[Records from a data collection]
────────
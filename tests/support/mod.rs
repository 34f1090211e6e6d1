//! Test support library
//! Provides various helper functions & utilities for tests.

use cleave::float_types::Real;
use cleave::model::{MeshBuffers, Model};
use cleave::polygon::Polygon;
use cleave::vertex::Vertex;
use nalgebra::{Point3, Vector2, Vector3, Vector4};

/// Quick helper to compare floating-point results with an acceptable tolerance.
pub fn approx_eq(a: Real, b: Real, eps: Real) -> bool {
    (a - b).abs() < eps
}

/// Opaque white, the default vertex color.
pub fn white() -> Vector4<Real> {
    Vector4::new(1.0, 1.0, 1.0, 1.0)
}

/// Helper to make a vertex with default uv/color.
pub fn vert(pos: [Real; 3], normal: [Real; 3]) -> Vertex {
    Vertex::new(
        Point3::new(pos[0], pos[1], pos[2]),
        Vector3::new(normal[0], normal[1], normal[2]),
        Vector2::zeros(),
        white(),
    )
}

/// Helper to make a simple triangle Polygon in 3D with given vertices.
/// The stored normal is arbitrary; `Polygon::new` re-computes the plane anyway.
pub fn make_triangle(points: [[Real; 3]; 3]) -> Polygon<()> {
    let vertices = points.iter().map(|p| vert(*p, [0.0, 0.0, 1.0])).collect();
    Polygon::new(vertices, None)
}

/// Area of a planar convex polygon via its triangle fan.
pub fn polygon_area(polygon: &Polygon<()>) -> Real {
    let mut doubled = Vector3::zeros();
    for i in 2..polygon.vertices.len() {
        let a = polygon.vertices[0].pos;
        let b = polygon.vertices[i - 1].pos;
        let c = polygon.vertices[i].pos;
        doubled += (b - a).cross(&(c - a));
    }
    doubled.norm() * 0.5
}

/// An axis-aligned box as an external mesh record: 6 quads, 4 vertices each,
/// split into 12 triangles with outward normals and CCW winding.
pub fn cube_buffers(center: [Real; 3], half: [Real; 3]) -> MeshBuffers {
    let faces: [([usize; 4], [Real; 3]); 6] = [
        ([0, 4, 6, 2], [-1.0, 0.0, 0.0]),
        ([1, 3, 7, 5], [1.0, 0.0, 0.0]),
        ([0, 1, 5, 4], [0.0, -1.0, 0.0]),
        ([2, 6, 7, 3], [0.0, 1.0, 0.0]),
        ([0, 2, 3, 1], [0.0, 0.0, -1.0]),
        ([4, 5, 7, 6], [0.0, 0.0, 1.0]),
    ];

    let mut buffers = MeshBuffers::default();
    for (corners, normal) in faces {
        let base = buffers.positions.len();
        for corner in corners {
            buffers.positions.push(Point3::new(
                center[0] + half[0] * (if corner & 1 != 0 { 1.0 } else { -1.0 }),
                center[1] + half[1] * (if corner & 2 != 0 { 1.0 } else { -1.0 }),
                center[2] + half[2] * (if corner & 4 != 0 { 1.0 } else { -1.0 }),
            ));
            buffers
                .normals
                .push(Vector3::new(normal[0], normal[1], normal[2]));
            buffers.uvs.push(Vector2::zeros());
            buffers.colors.push(white());
        }
        buffers.indices.extend_from_slice(&[
            base,
            base + 1,
            base + 2,
            base,
            base + 2,
            base + 3,
        ]);
    }
    buffers
}

/// Discrete point-sampling volume estimator: the fraction of bounding-box
/// cell centers inside the model, times the bounding-box volume.
pub fn estimate_volume(model: &Model<()>, samples_per_axis: usize) -> Real {
    let aabb = model.bounding_box();
    let extents = aabb.maxs - aabb.mins;
    let n = samples_per_axis;

    let mut inside = 0usize;
    for i in 0..n {
        for j in 0..n {
            for k in 0..n {
                let point = Point3::new(
                    aabb.mins.x + extents.x * ((i as Real + 0.5) / n as Real),
                    aabb.mins.y + extents.y * ((j as Real + 0.5) / n as Real),
                    aabb.mins.z + extents.z * ((k as Real + 0.5) / n as Real),
                );
                if model.contains_point(&point) {
                    inside += 1;
                }
            }
        }
    }

    extents.x * extents.y * extents.z * inside as Real / (n * n * n) as Real
}

/// Import a result record back into a model for volume sampling.
pub fn model_of(buffers: &MeshBuffers) -> Model<()> {
    Model::from_buffers(buffers, &nalgebra::Matrix4::identity())
        .expect("result record should always be well-formed")
}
────────
*YOUR ASSIGNMENT*. Retype the data in full, precisely as given.

*ANSWER BOX*.
filename tests/support/mod.rs
repository 34f1090211e6e6d1
//! Test support library
//! Provides various helper functions & utilities for tests.

use cleave::float_types::Real;
use cleave::model::{MeshBuffers, Model};
use cleave::polygon::Polygon;
use cleave::vertex::Vertex;
use nalgebra::{Point3, Vector2, Vector3, Vector4};

/// Quick helper to compare floating-point results with an acceptable tolerance.
pub fn approx_eq(a: Real, b: Real, eps: Real) -> bool {
    (a - b).abs() < eps
}

/// Opaque white, the default vertex color.
pub fn white() -> Vector4<Real> {
    Vector4::new(1.0, 1.0, 1.0, 1.0)
}

/// Helper to make a vertex with default uv/color.
pub fn vert(pos: [Real; 3], normal: [Real; 3]) -> Vertex {
    Vertex::new(
        Point3::new(pos[0], pos[1], pos[2]),
        Vector3::new(normal[0], normal[1], normal[2]),
        Vector2::zeros(),
        white(),
    )
}

/// Helper to make a simple triangle Polygon in 3D with given vertices.
/// The stored normal is arbitrary; `Polygon::new` re-computes the plane anyway.
pub fn make_triangle(points: [[Real; 3]; 3]) -> Polygon<()> {
    let vertices = points.iter().map(|p| vert(*p, [0.0, 0.0, 1.0])).collect();
    Polygon::new(vertices, None)
}

/// Area of a planar convex polygon via its triangle fan.
pub fn polygon_area(polygon: &Polygon<()>) -> Real {
    let mut doubled = Vector3::zeros();
    for i in 2..polygon.vertices.len() {
        let a = polygon.vertices[0].pos;
        let b = polygon.vertices[i - 1].pos;
        let c = polygon.vertices[i].pos;
        doubled += (b - a).cross(&(c - a));
    }
    doubled.norm() * 0.5
}

/// An axis-aligned box as an external mesh record: 6 quads, 4 vertices each,
/// split into 12 triangles with outward normals and CCW winding.
pub fn cube_buffers(center: [Real; 3], half: [Real; 3]) -> MeshBuffers {
    let faces: [([usize; 4], [Real; 3]); 6] = [
        ([0, 4, 6, 2], [-1.0, 0.0, 0.0]),
        ([1, 3, 7, 5], [1.0, 0.0, 0.0]),
        ([0, 1, 5, 4], [0.0, -1.0, 0.0]),
        ([2, 6, 7, 3], [0.0, 1.0, 0.0]),
        ([0, 2, 3, 1], [0.0, 0.0, -1.0]),
        ([4, 5, 7, 6], [0.0, 0.0, 1.0]),
    ];

    let mut buffers = MeshBuffers::default();
    for (corners, normal) in faces {
        let base = buffers.positions.len();
        for corner in corners {
            buffers.positions.push(Point3::new(
                center[0] + half[0] * (if corner & 1 != 0 { 1.0 } else { -1.0 }),
                center[1] + half[1] * (if corner & 2 != 0 { 1.0 } else { -1.0 }),
                center[2] + half[2] * (if corner & 4 != 0 { 1.0 } else { -1.0 }),
            ));
            buffers
                .normals
                .push(Vector3::new(normal[0], normal[1], normal[2]));
            buffers.uvs.push(Vector2::zeros());
            buffers.colors.push(white());
        }
        buffers.indices.extend_from_slice(&[
            base,
            base + 1,
            base + 2,
            base,
            base + 2,
            base + 3,
        ]);
    }
    buffers
}

/// Discrete point-sampling volume estimator: the fraction of bounding-box
/// cell centers inside the model, times the bounding-box volume.
pub fn estimate_volume(model: &Model<()>, samples_per_axis: usize) -> Real {
    let aabb = model.bounding_box();
    let extents = aabb.maxs - aabb.mins;
    let n = samples_per_axis;

    let mut inside = 0usize;
    for i in 0..n {
        for j in 0..n {
            for k in 0..n {
                let point = Point3::new(
                    aabb.mins.x + extents.x * ((i as Real + 0.5) / n as Real),
                    aabb.mins.y + extents.y * ((j as Real + 0.5) / n as Real),
                    aabb.mins.z + extents.z * ((k as Real + 0.5) / n as Real),
                );
                if model.contains_point(&point) {
                    inside += 1;
                }
            }
        }
    }

    extents.x * extents.y * extents.z * inside as Real / (n * n * n) as Real
}

/// Import a result record back into a model for volume sampling.
pub fn model_of(buffers: &MeshBuffers) -> Model<()> {
    Model::from_buffers(buffers, &nalgebra::Matrix4::identity())
        .expect("result record should always be well-formed")
}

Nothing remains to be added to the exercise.